Per realizzare i fondi cromatici, quindi, sono stati utilizzati i colori a tempera, intonandoli con le aree circostanti originali. Sono state eseguite delle campiture di timbro “brillante”, mantenendo però una tonalità più chiara rispetto alla cromia originale. Questo metodo ha permesso di arrivare tramite velature successive con i colori a vernice al tono della pittura originale circostante. Per le lacune estese e nelle commettiture è stata utilizzata la tecnica della selezione cromatica, mentre per le abrasioni è stato eseguito un ritocco ad imitazione dell’originale, dovendo intervenire su parti che non avrebbero permesso la realizzazione di una idonea selezione cromatica. Le fasi d’intervento di ritocco si sono alternate a fase di verniciatura di protezione dapprima applicata a pennello e infine con la tecnica a spruzzo.
Da questa breve disamina è evidente l'importanza del lungo intervento di restauro che ha accompagnato i dieci anni di lavoro di un gruppo composto da restauratori appartenenti a generazioni diverse , che hanno condiviso e incrociato tra sé, in un vicendevole scambio, formazione e esperienza. Dieci anni in cui non sono mancati i momenti critici e le difficoltà, ma mai è venuto meno l'entusiasmo dovuto alla consapevolezza di affrontare una sfida ai limiti del possibile costantemente alimentato dall’emozione di veder riemergere progressivamente il colore di Vasari. L'opera rimane comunque ferita nella sua essenza dalle vicende conservative lunghe quanto la sua storia e sarà necessario, anzi indispensabile, monitorare costantemente lo stato di salute del dipinto per non rendere vani dieci anni di lavoro. Il 4 novembre 2016 alla presenza del Presidente Mattarella, l’Ultima Cena viene restituita alla Basilica di Santa Croce, allo studio, alla leggibilità, al patrimonio artistico di Firenze e del mondo ricordando a tutti noi che, nonostante l'accanirsi di un destino avverso, “l'arte non cessa mai di tacere” (2) (3)

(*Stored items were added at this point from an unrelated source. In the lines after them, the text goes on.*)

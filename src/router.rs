use crate::auth::require_auth;
use crate::handlers::{
    health::health_check,
    ingredients::{create_ingredient, get_ingredients},
    recipes::{create_recipe, delete_recipe, get_recipe, get_recipes, update_recipe},
    tags::{create_tag, get_tags},
    users::{create_token, create_user, get_me, update_me},
};
use crate::schemas::{ApiDoc, AppState};
use axum::{
    middleware,
    routing::{delete, get, post, put},
    Router,
};
use std::time::Duration;
use tower::ServiceBuilder;
use tower_http::{
    compression::CompressionLayer, cors::CorsLayer, timeout::TimeoutLayer, trace::TraceLayer,
};
use utoipa::OpenApi;
use utoipa_swagger_ui::SwaggerUi;

/// Create application router with all routes and middleware
pub fn create_router(state: AppState) -> Router {
    // Routes behind token authentication
    let protected = Router::new()
        .route("/api/v1/users/me", get(get_me))
        .route("/api/v1/users/me", put(update_me))
        .route("/api/v1/tags", get(get_tags))
        .route("/api/v1/tags", post(create_tag))
        .route("/api/v1/ingredients", get(get_ingredients))
        .route("/api/v1/ingredients", post(create_ingredient))
        .route("/api/v1/recipes", get(get_recipes))
        .route("/api/v1/recipes", post(create_recipe))
        .route("/api/v1/recipes/:recipe_id", get(get_recipe))
        .route("/api/v1/recipes/:recipe_id", put(update_recipe))
        .route("/api/v1/recipes/:recipe_id", delete(delete_recipe))
        .route_layer(middleware::from_fn_with_state(state.clone(), require_auth));

    Router::new()
        // Health check
        .route("/health", get(health_check))
        // Public user routes (registration and token issuance)
        .route("/api/v1/users", post(create_user))
        .route("/api/v1/users/token", post(create_token))
        .merge(protected)
        // Swagger UI
        .merge(SwaggerUi::new("/swagger-ui").url("/api-docs/openapi.json", ApiDoc::openapi()))
        // Add middleware
        .layer(
            ServiceBuilder::new()
                .layer(TraceLayer::new_for_http())
                .layer(CompressionLayer::new())
                .layer(TimeoutLayer::new(Duration::from_secs(30)))
                .layer(CorsLayer::permissive()),
        )
        .with_state(state)
}
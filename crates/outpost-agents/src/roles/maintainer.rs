//! Maintainer: collects salvage and keeps transit surfaces and
//! fortifications repaired.
//!
//! Four states. `Cleanup` sweeps dropped salvage; `Choosing` idles toward
//! the rally point while scanning for the most health-depleted repairable
//! facility; `Fixing` works the persisted target until it reaches full
//! health; `Harvesting` refills the stock when repairs run the cargo dry.

use tracing::warn;

use outpost_types::{
    ActionStatus, ActionVerb, Agent, AgentMemory, CapabilityModule, FacilityKind, ModuleCatalog,
    ModuleEntry, ResourceKind, RoleKind, TaskState, ZoneId,
};
use outpost_world::World;

use crate::selector::{Metric, rank};

use super::{Role, gather, rally};

/// Facility kinds the maintainer services, in repair priority order.
pub const REPAIR_PRIORITY: [FacilityKind; 3] = [
    FacilityKind::Conduit,
    FacilityKind::Barrier,
    FacilityKind::Bulwark,
];

/// A facility is repair-eligible below this percentage of max health.
pub const REPAIR_RATIO_PCT: u32 = 75;

/// The maintainer role.
pub struct Maintainer;

impl Role for Maintainer {
    fn kind(&self) -> RoleKind {
        RoleKind::Maintainer
    }

    // One caretaker per zone, always.
    fn desired_count(&self, _world: &dyn World, _zone: ZoneId) -> u32 {
        1
    }

    fn catalog(&self) -> ModuleCatalog {
        ModuleCatalog::new(vec![
            ModuleEntry::new(CapabilityModule::Work, 100, 50),
            ModuleEntry::new(CapabilityModule::Carry, 50, 25),
            ModuleEntry::new(CapabilityModule::Move, 50, 25),
        ])
    }

    fn min_loadout(&self) -> Vec<CapabilityModule> {
        vec![
            CapabilityModule::Work,
            CapabilityModule::Carry,
            CapabilityModule::Move,
        ]
    }

    fn states(&self) -> &'static [TaskState] {
        &[
            TaskState::Cleanup,
            TaskState::Choosing,
            TaskState::Fixing,
            TaskState::Harvesting,
        ]
    }

    fn initial_state(&self) -> TaskState {
        TaskState::Cleanup
    }

    fn handle(
        &self,
        state: TaskState,
        agent: &Agent,
        memory: &mut AgentMemory,
        world: &mut dyn World,
    ) -> TaskState {
        match state {
            TaskState::Choosing => choose(agent, memory, world),
            TaskState::Fixing => fix(agent, memory, world),
            TaskState::Harvesting => {
                gather(agent, memory, world, TaskState::Harvesting, TaskState::Choosing)
            }
            _ => cleanup(agent, world),
        }
    }
}

fn cleanup(agent: &Agent, world: &mut dyn World) -> TaskState {
    let pile = world.salvage(agent.zone).first().map(|p| p.id);
    let Some(pile) = pile else {
        return TaskState::Choosing;
    };

    match world.perform(agent.id, ActionVerb::Pickup, pile, None) {
        ActionStatus::Ok => TaskState::Cleanup,
        ActionStatus::NotInRange => {
            world.move_toward(agent.id, pile);
            TaskState::Cleanup
        }
        ActionStatus::Full => TaskState::Choosing,
        // Someone else got there first; re-query next tick.
        ActionStatus::InvalidTarget => TaskState::Cleanup,
        other => {
            warn!(agent = %agent.name, status = ?other, "Unhandled pickup status");
            TaskState::Cleanup
        }
    }
}

fn choose(agent: &Agent, memory: &mut AgentMemory, world: &mut dyn World) -> TaskState {
    // Drift toward the rally point while scanning.
    rally(agent, world);

    let candidates: Vec<_> = world
        .facilities(agent.zone)
        .into_iter()
        .filter(|f| REPAIR_PRIORITY.contains(&f.kind) && f.health.is_below_pct(REPAIR_RATIO_PCT))
        .collect();
    let ranked = rank(candidates, &REPAIR_PRIORITY, Metric::HealthRatioAscending);

    match ranked.first() {
        Some(target) => {
            memory.target = Some(target.id);
            TaskState::Fixing
        }
        None => TaskState::Harvesting,
    }
}

fn fix(agent: &Agent, memory: &mut AgentMemory, world: &mut dyn World) -> TaskState {
    let Some(target) = memory.target else {
        return TaskState::Choosing;
    };

    match world.perform(agent.id, ActionVerb::Repair, target, None) {
        ActionStatus::InvalidTarget => {
            memory.target = None;
            TaskState::Choosing
        }
        ActionStatus::NotInRange => {
            world.move_toward(agent.id, target);
            TaskState::Fixing
        }
        ActionStatus::NotEnoughResources => TaskState::Harvesting,
        ActionStatus::Ok => {
            // Work the target until it is whole, then pick the next one.
            if world.facility(target).is_none_or(|f| f.health.is_full()) {
                memory.target = None;
                TaskState::Choosing
            } else {
                TaskState::Fixing
            }
        }
        other => {
            warn!(agent = %agent.name, status = ?other, "Unhandled repair status");
            TaskState::Fixing
        }
    }
}

#[cfg(test)]
#[allow(clippy::unwrap_used)]
mod tests {
    use outpost_types::Position;
    use outpost_world::SimWorld;

    use super::super::test_support::{fill_with_energy, run_once, spawn_member};
    use super::*;

    fn repair_world() -> (SimWorld, ZoneId) {
        let mut world = SimWorld::new();
        let zone = world.add_zone("Test");
        world
            .add_facility(zone, FacilityKind::Factory, Position::new(10, 10))
            .unwrap();
        world.add_node(zone, 1_000, 1_000, 10, Position::new(2, 2)).unwrap();
        (world, zone)
    }

    #[test]
    fn cleanup_sweeps_salvage_then_chooses() {
        let (mut world, zone) = repair_world();
        world
            .add_salvage(zone, ResourceKind::Energy, 20, Position::new(4, 4))
            .unwrap();
        let (_, mut memory) =
            spawn_member(&mut world, zone, RoleKind::Maintainer, "m-1", Position::new(4, 5));
        memory.state = Some(TaskState::Cleanup);
        World::set_memory(&mut world, "m-1", memory);

        let memory = run_once(&Maintainer, &mut world, "m-1");
        assert_eq!(memory.state, Some(TaskState::Cleanup));
        assert!(world.salvage(zone).is_empty(), "pile must be swept");
        assert_eq!(
            world
                .agent_by_name("m-1")
                .unwrap()
                .stock
                .amount_of(ResourceKind::Energy),
            20
        );

        // Nothing left to sweep: move on to choosing work.
        let memory = run_once(&Maintainer, &mut world, "m-1");
        assert_eq!(memory.state, Some(TaskState::Choosing));
    }

    #[test]
    fn choosing_targets_most_depleted_conduit() {
        let (mut world, zone) = repair_world();
        let healthy = world
            .add_facility(zone, FacilityKind::Conduit, Position::new(5, 5))
            .unwrap();
        let worn = world
            .add_facility(zone, FacilityKind::Conduit, Position::new(6, 6))
            .unwrap();
        if let Some(f) = world.facility_mut(worn) {
            f.health.current = 1_000;
        }
        if let Some(f) = world.facility_mut(healthy) {
            f.health.current = 3_000;
        }
        let (_, mut memory) =
            spawn_member(&mut world, zone, RoleKind::Maintainer, "m-1", Position::new(7, 7));
        memory.state = Some(TaskState::Choosing);
        World::set_memory(&mut world, "m-1", memory);

        let memory = run_once(&Maintainer, &mut world, "m-1");
        assert_eq!(memory.state, Some(TaskState::Fixing));
        assert_eq!(memory.target, Some(worn));
    }

    #[test]
    fn facilities_above_ratio_gate_are_ignored() {
        let (mut world, zone) = repair_world();
        let conduit = world
            .add_facility(zone, FacilityKind::Conduit, Position::new(5, 5))
            .unwrap();
        if let Some(f) = world.facility_mut(conduit) {
            // 80% of max: above the 75% eligibility gate.
            f.health.current = 4_000;
        }
        let (_, mut memory) =
            spawn_member(&mut world, zone, RoleKind::Maintainer, "m-1", Position::new(7, 7));
        memory.state = Some(TaskState::Choosing);
        World::set_memory(&mut world, "m-1", memory);

        let memory = run_once(&Maintainer, &mut world, "m-1");
        assert_eq!(memory.state, Some(TaskState::Harvesting));
    }

    #[test]
    fn fixing_until_full_then_rechooses() {
        let (mut world, zone) = repair_world();
        let conduit = world
            .add_facility(zone, FacilityKind::Conduit, Position::new(5, 5))
            .unwrap();
        if let Some(f) = world.facility_mut(conduit) {
            // One Work module restores 100 per tick; two ticks to full.
            f.health.current = 4_850;
        }
        let (_, mut memory) =
            spawn_member(&mut world, zone, RoleKind::Maintainer, "m-1", Position::new(5, 6));
        memory.state = Some(TaskState::Fixing);
        memory.target = Some(conduit);
        World::set_memory(&mut world, "m-1", memory);
        let agent = world.agent_by_name("m-1").unwrap();
        fill_with_energy(&mut world, &agent);

        let memory = run_once(&Maintainer, &mut world, "m-1");
        assert_eq!(memory.state, Some(TaskState::Fixing));
        assert_eq!(memory.target, Some(conduit));

        let memory = run_once(&Maintainer, &mut world, "m-1");
        assert_eq!(memory.state, Some(TaskState::Choosing));
        assert!(memory.target.is_none());
        assert!(world.facility(conduit).unwrap().health.is_full());
    }

    #[test]
    fn fixing_without_energy_goes_harvesting() {
        let (mut world, zone) = repair_world();
        let conduit = world
            .add_facility(zone, FacilityKind::Conduit, Position::new(5, 5))
            .unwrap();
        if let Some(f) = world.facility_mut(conduit) {
            f.health.current = 100;
        }
        let (_, mut memory) =
            spawn_member(&mut world, zone, RoleKind::Maintainer, "m-1", Position::new(5, 6));
        memory.state = Some(TaskState::Fixing);
        memory.target = Some(conduit);
        World::set_memory(&mut world, "m-1", memory);

        let memory = run_once(&Maintainer, &mut world, "m-1");
        assert_eq!(memory.state, Some(TaskState::Harvesting));
    }
}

Le restauratrici dell"'Ultima Cena" di Vasari: da sin. Antonella Casaccia, Debora Minotti, Valeria Coccheti, Elisabetta Bianco, Chiara Mignani, Ilaria Corsini


(1) A. Conti, Quadri alluvionati 1333, 1557, 1966, II, in Paragone, n. 223, p. 3, Firenze, Arnoldo Mondadori Editore, 1968, pp. 3-27 e A. Conti, Storia del restauro e della conservazione delle opere d’arte, Milano, Electa, 2002
(2) Il gruppo di lavoro era composto principalmente da Roberto Bellucci, Elisabetta Bianco, Antonella Casaccia, Ilaria Corsini, Chiara Mignani, Debora Minott, Lucia Bresci e Valeria Cocchetti per la pellicola pittorica e da Ciro Castelli, Alberto Di Muccio, Mauro Parri, Andrea Santacesaria e ha visto la collaborazione tra storici dell'arte e restauratori dell'OPD. Il contributo scientifico riguardante le indagini invasive e non invasive è stato effettuato dai Laboratori scientifici dell'OPD. Il restauro è stato possibile grazie al finanziamento della Protezione Civile, della Getty Foundation, dal Fai e Prada SpA.
(3) Per un approfondimento sulle vicende storiche e il restauro dell’opera si veda il volume completo: R. Bellucci, M. Ciatti, C. Frosininia cura di, Dall’alluvione alla rinascita: il restauro dell’Ultima Cena di Giorgio Vasari’, Santa Croce cinquant'anni dopo (1966-2016), Edifir, 2016.

Si ringraziano per la collaborazione il Sovrintendente Marco Ciatti e la dott.ssa Cecilia Frosinini.


Antonella Casaccia, laureata in Storia e Tutela dei beni artistici e diplomata presso l'Opificio delle Pietre Dure di Firenze con specializzazione in dipinti mobili, la restauratrice che ha partecipato a tutte le fasi del progetto.